Photo by [email protected]

After getting stuck into the world of Kubernetes last week at KubeCon, I’ve decided to explore the details of running a container environment as a little side-project.

I’ve been thinking about doing something with containers for a while, but wasn’t sure quite what to do. Now I’ve got a solid plan: build a Kubernetes environment pretty much from the ground up to learn how all the pieces interact.

There are easier ways to get a Kubernetes environment up and running. I got minikube running on my laptop during the conference, and there are projects like OpenShift and Rancher for more substantial deployments. These all assume a certain level of pre-deployed infrastructure, as do many of the guides provided by the Kubernetes community. Kelsey Hightower’s Kubernetes the Hard Way guide makes use of pre-existing IaaS services from GCP or AWS, for example.

Understanding The Abstractions

My goal is to learn about the interface between the actual physical infrastructure and the container layer, including the various abstractions that get put in place. I want to do this because it became clear to me during KubeCon that the Cloud Native folk don’t really interact with infrastructure much at all. They assume it’s there somewhere and Just Works™. They also pretty much ignore stateful data, but managing state is one of the most important things you need to do.

I’ve come from infrastructure land, but I’ve also written a bunch of code, so I can see things from both perspectives.

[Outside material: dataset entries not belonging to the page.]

#[cfg(test)]
mod tests {
    use super::*;
    use crate::clock::ManualClock;
    use crate::config::ComputationParams;
    use crate::crypto::KeyRing;
    use std::collections::VecDeque;

    const IDS: [&str; 4] = ["node-0", "node-1", "node-2", "node-3"];

    struct Bus {
        cores: Vec<PbftCore>,
        gate: Arc<ComputationGate>,
        executed: Vec<Vec<Decision>>,
        other: Vec<Action>,
    }

    impl Bus {
        fn new() -> Self {
            let ring = KeyRing::deterministic(&IDS);
            let clock = Arc::new(ManualClock::new(1_000));
            let gate = Arc::new(ComputationGate::new(
                ComputationParams::default(),
                30.0,
                1.0,
                4,
                clock.clone(),
            ));
            for id in IDS {
                gate.seed_score(id, 5.0);
            }
            let roster: Vec<NodeId> = IDS.iter().map(|s| s.to_string()).collect();
            let cores = IDS
                .iter()
                .map(|id| {
                    let crypto = ring.crypto_for(id).unwrap();
                    PbftCore::new(
                        id.to_string(),
                        roster.clone(),
                        crypto,
                        gate.clone(),
                        clock.clone(),
                        100,
                    )
                })
                .collect();
            Bus {
                cores,
                gate,
                executed: vec![Vec::new(); 4],
                other: Vec::new(),
            }
        }

        fn deliver(&mut self, to: usize, message: &SignedMessage) -> Result<Vec<Action>, PbftError> {
            match message.kind() {
                MessageKind::PrePrepare => self.cores[to].on_pre_prepare(message),
                _ => self.cores[to].on_vote(message),
            }
        }

        /// Run actions from `origin` to quiescence, delivering broadcasts to
        /// every node in `reachable`.
        fn run(&mut self, origin: usize, actions: Vec<Action>, reachable: &[usize]) {
            let mut queue: VecDeque<(usize, Action)> =
                actions.into_iter().map(|a| (origin, a)).collect();
            while let Some((from, action)) = queue.pop_front() {
                match action {
                    Action::Broadcast(message) => {
                        for &to in reachable {
                            if to == from {
                                continue;
                            }
                            if let Ok(more) = self.deliver(to, &message) {
                                queue.extend(more.into_iter().map(|a| (to, a)));
                            }
                        }
                    }
                    Action::Execute(decision) => self.executed[from].push(decision),
                    Action::ArmSlotTimer { .. } => {}
                    other => self.other.push(other),
                }
            }
        }
    }

    fn proposal(payload: &[u8]) -> Proposal {
        Proposal::new("node-0".to_string(), payload.to_vec(), 1)
    }

    #[test]
    fn test_four_nodes_commit_same_proposal() {
        let mut bus = Bus::new();
        let actions = bus.cores[0].propose(proposal(b"P")).unwrap();
        bus.run(0, actions, &[0, 1, 2, 3]);

        for executed in &bus.executed {
            assert_eq!(executed.len(), 1);
            assert_eq!(executed[0].sequence, 1);
            assert_eq!(executed[0].payload(), b"P");
        }
        assert!(bus.cores.iter().all(|core| core.last_executed() == 1));
    }

    #[test]
    fn test_commits_with_one_silent_replica() {
        let mut bus = Bus::new();
        let actions = bus.cores[0].propose(proposal(b"P")).unwrap();
        bus.run(0, actions, &[0, 1, 2]);

        for node in 0..3 {
            assert_eq!(bus.executed[node].len(), 1);
        }
        assert!(bus.executed[3].is_empty());
        assert_eq!(bus.cores[3].slot(1).map(|s| s.phase), None);
    }

    #[test]
    fn test_ineligible_leader_pre_prepare_is_rejected() {
        let mut bus = Bus::new();
        bus.gate.seed_score("node-0", 0.0);

        assert!(matches!(
            bus.cores[0].propose(proposal(b"P")),
            Err(PbftError::IneligibleLeader { .. })
        ));

        // Hand-craft the pre-prepare the leader would have sent.
        let p = proposal(b"P");
        let digest = bus.cores[0].crypto.digest(&p.digest_bytes());
        let forged = bus.cores[0].seal(1, digest, MessageBody::PrePrepare { proposal: p });
        for node in 1..4 {
            assert!(matches!(
                bus.cores[node].on_pre_prepare(&forged),
                Err(PbftError::IneligibleLeader { .. })
            ));
            assert!(bus.cores[node].slot(1).is_none());
        }
    }

    #[test]
    fn test_pre_prepare_from_non_leader_is_rejected() {
        let mut bus = Bus::new();
        let p = proposal(b"P");
        let digest = bus.cores[1].crypto.digest(&p.digest_bytes());
        let forged = bus.cores[1].seal(1, digest, MessageBody::PrePrepare { proposal: p });
        assert!(matches!(
            bus.cores[2].on_pre_prepare(&forged),
            Err(PbftError::UnauthorizedSender { .. })
        ));
    }

    #[test]
    fn test_replayed_commit_is_idempotent() {
        let mut bus = Bus::new();
        let actions = bus.cores[0].propose(proposal(b"P")).unwrap();

        // Capture node-1's commit on its way out.
        let mut commits = Vec::new();
        let mut queue: VecDeque<(usize, Action)> =
            actions.into_iter().map(|a| (0, a)).collect();
        while let Some((from, action)) = queue.pop_front() {
            if let Action::Broadcast(message) = action {
                if from == 1 && message.kind() == MessageKind::Commit {
                    commits.push(message.clone());
                }
                for to in 0..4 {
                    if to != from {
                        if let Ok(more) = bus.deliver(to, &message) {
                            queue.extend(more.into_iter().map(|a| (to, a)));
                        }
                    }
                }
            } else if let Action::Execute(decision) = action {
                bus.executed[from].push(decision);
            }
        }
        assert_eq!(bus.executed[2].len(), 1);

        let replay = commits.pop().unwrap();
        for _ in 0..3 {
            assert_eq!(bus.cores[2].on_vote(&replay), Ok(Vec::new()));
        }
        assert_eq!(bus.cores[2].last_executed(), 1);
    }

    #[test]
    fn test_out_of_order_pre_prepares_are_buffered() {
        let mut bus = Bus::new();
        let first = bus.cores[0].propose(proposal(b"A")).unwrap();
        let second = bus.cores[0].propose(proposal(b"B")).unwrap();
        let pre_prepare = |actions: &[Action]| {
            actions
                .iter()
                .find_map(|a| match a {
                    Action::Broadcast(m) if m.kind() == MessageKind::PrePrepare => Some(m.clone()),
                    _ => None,
                })
                .unwrap()
        };
        let (pp1, pp2) = (pre_prepare(&first), pre_prepare(&second));

        assert_eq!(bus.cores[1].on_pre_prepare(&pp2), Ok(Vec::new()));
        assert!(bus.cores[1].slot(2).is_none());

        let actions = bus.cores[1].on_pre_prepare(&pp1).unwrap();
        let timers: Vec<_> = actions
            .iter()
            .filter(|a| matches!(a, Action::ArmSlotTimer { .. }))
            .collect();
        assert_eq!(timers.len(), 2);
        assert_eq!(bus.cores[1].slot(2).map(|s| s.phase), Some(SlotPhase::PrePrepared));
        assert_eq!(bus.cores[1].next_sequence(), 3);
    }

    #[test]
    fn test_conflicting_pre_prepare_is_rejected() {
        let mut bus = Bus::new();
        let a = proposal(b"A");
        let b = proposal(b"B");
        let leader = &bus.cores[0];
        let pp_a = leader.seal(1, leader.crypto.digest(&a.digest_bytes()), MessageBody::PrePrepare { proposal: a });
        let pp_b = leader.seal(1, leader.crypto.digest(&b.digest_bytes()), MessageBody::PrePrepare { proposal: b });

        assert!(bus.cores[1].on_pre_prepare(&pp_a).is_ok());
        assert_eq!(
            bus.cores[1].on_pre_prepare(&pp_b),
            Err(PbftError::ConflictingPrePrepare { sequence: 1 })
        );
        assert_eq!(bus.cores[1].on_pre_prepare(&pp_a), Ok(Vec::new()));
    }

    #[test]
    fn test_timeout_aborts_slot_and_suspends() {
        let mut bus = Bus::new();
        let actions = bus.cores[0].propose(proposal(b"P")).unwrap();
        bus.run(0, actions, &[0, 1]);

        let actions = bus.cores[1].on_timeout(0, 1);
        assert_eq!(
            actions,
            vec![
                Action::SuspendProcessing,
                Action::SuspectLeader { view: 0, sequence: 1 }
            ]
        );
        assert!(!bus.cores[1].is_active());
        assert!(bus.cores[1].slot(1).unwrap().aborted);
        assert!(bus.cores[1].on_timeout(0, 1).is_empty());
    }

    #[test]
    fn test_pre_prepare_outside_watermarks() {
        let bus = Bus::new();
        let leader = &bus.cores[0];
        let p = proposal(b"far");
        let pp = leader.seal(101, leader.crypto.digest(&p.digest_bytes()), MessageBody::PrePrepare { proposal: p });
        let mut replica = Bus::new().cores.remove(1);
        assert!(matches!(
            replica.on_pre_prepare(&pp),
            Err(PbftError::OutsideWatermarks { sequence: 101, .. })
        ));
    }

    #[test]
    fn test_garbage_collect_and_transfer_request() {
        let mut bus = Bus::new();
        let actions = bus.cores[0].propose(proposal(b"P")).unwrap();
        bus.run(0, actions, &[0, 1, 2, 3]);

        assert!(bus.cores[1].garbage_collect(1, Vec::new()).is_empty());
        assert!(bus.cores[1].slot(1).is_none());
        assert_eq!(bus.cores[1].low_watermark(), 1);

        let actions = bus.cores[1].garbage_collect(5, Vec::new());
        assert_eq!(actions, vec![Action::RequestStateTransfer { from: 2, to: 5 }]);
        assert_eq!(bus.cores[1].next_sequence(), 6);
    }

    #[test]
    fn test_apply_transferred_executes_in_order() {
        let mut bus = Bus::new();
        let decisions: Vec<Decision> = (1..=3)
            .map(|sequence| {
                let p = proposal(format!("d{}", sequence).as_bytes());
                Decision {
                    sequence,
                    view: 0,
                    digest: bus.cores[0].crypto.digest(&p.digest_bytes()),
                    proposal: p,
                    committed_at: 0,
                }
            })
            .collect();

        let mut shuffled = decisions.clone();
        shuffled.reverse();
        let actions = bus.cores[3].apply_transferred(shuffled);
        let executed: Vec<u64> = actions
            .iter()
            .filter_map(|a| match a {
                Action::Execute(d) => Some(d.sequence),
                _ => None,
            })
            .collect();
        assert_eq!(executed, vec![1, 2, 3]);
        assert_eq!(bus.cores[3].last_executed(), 3);
        assert_eq!(bus.cores[3].next_sequence(), 4);
        assert!(bus.cores[3].apply_transferred(decisions).is_empty());
    }

    #[test]
    fn test_view_change_snapshot_carries_prepared_certificates() {
        let mut bus = Bus::new();
        let actions = bus.cores[0].propose(proposal(b"P")).unwrap();
        bus.run(0, actions, &[0, 1, 2, 3]);

        let snapshot = bus.cores[2].view_change_snapshot();
        assert_eq!(snapshot.last_committed, 1);
        assert_eq!(snapshot.prepared.len(), 1);
        let cert = &snapshot.prepared[0];
        assert_eq!(cert.phase, Phase::Prepare);
        assert!(cert.verify(bus.cores[2].crypto.as_ref(), bus.cores[2].roster(), 3));
    }

    #[test]
    fn test_second_quorum_halts_slot() {
        let mut bus = Bus::new();
        let a = Digest([1u8; 32]);
        let b = Digest([2u8; 32]);
        for i in 0..3 {
            let vote = bus.cores[i].seal(1, a, MessageBody::Prepare);
            assert!(bus.cores[3].on_vote(&vote).unwrap().is_empty());
        }
        for i in 0..2 {
            let vote = bus.cores[i].seal(1, b, MessageBody::Prepare);
            assert!(matches!(
                bus.cores[3].on_vote(&vote),
                Err(PbftError::Quorum(QuorumError::Equivocation { .. }))
            ));
        }

        let vote = bus.cores[2].seal(1, b, MessageBody::Prepare);
        let actions = bus.cores[3].on_vote(&vote).unwrap();
        assert!(matches!(actions.as_slice(), [Action::ConsistencyViolation(_)]));
        assert!(bus.cores[3].slot(1).unwrap().halted);

        let late = bus.cores[0].seal(1, a, MessageBody::Commit);
        assert_eq!(
            bus.cores[3].on_vote(&late),
            Err(PbftError::SlotHalted { sequence: 1 })
        );
    }
}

State management is really, really important when you’re building IT systems that have any kind of value, because 90%+ of the value is in the state. This blog has lots of state, like this post itself. It’s stored in a database, which is backed by disk. It all happens to sit on a virtual server hosted in a cloud IaaS, but before then it lived on VM hosted on a physical server in my lab, and before that it lived on a physical server in my lab.

Abstractions are useful, because they mean you can ignore some details and just get on with things, like ignoring how CPUs actually perform calculations with bunches of transistors. Keeping all those details in your mind simultaneously while you edit photos in an application is nigh impossible, and a waste of energy besides.

But those details start becoming really important when things don’t work. The physical location of infrastructure is important when you’re trying to move data around, because the speed-of-light is a constraint. There are orders of magnitude differences in performance depending on how far away components are from each other, from on-chip cache to NUMA RAM access (local or remote CPU?) to storage I/O to network I/O and onwards.

As I’ve written beforesomeone has to care about resilience and performance. If the DevOps people in their abstract container land don’t, then the details have to be handled in the platform they’re using. That’s fine if your organisation just outsources the problem to AWS, GCE, Azure or some other IaaS cloud thing, but that creates a set of constraints. What if you want to be doing things locally? Maybe constantly pulling down images from the Internet over your crappy ADSL link isn’t feasible?

But now you have to provide that abstracted, resilient IaaS yourself. How do you do that?

Storage Matters

The second goal for my learning is to investigate the storage layer of Kubernetes. This is where state is handled, so how does it work? Do we assume all state lives in one or more etcd clusters? Where do those clusters storage their data? If there’s some sort of external storage service, what is it made of? If you just plug in Elastic Block Store or a database service, those things have to exist somewhere in the first place. Again, are we reliant on cloud IaaS to use containers at all, or is it possible to do this entirely in-house?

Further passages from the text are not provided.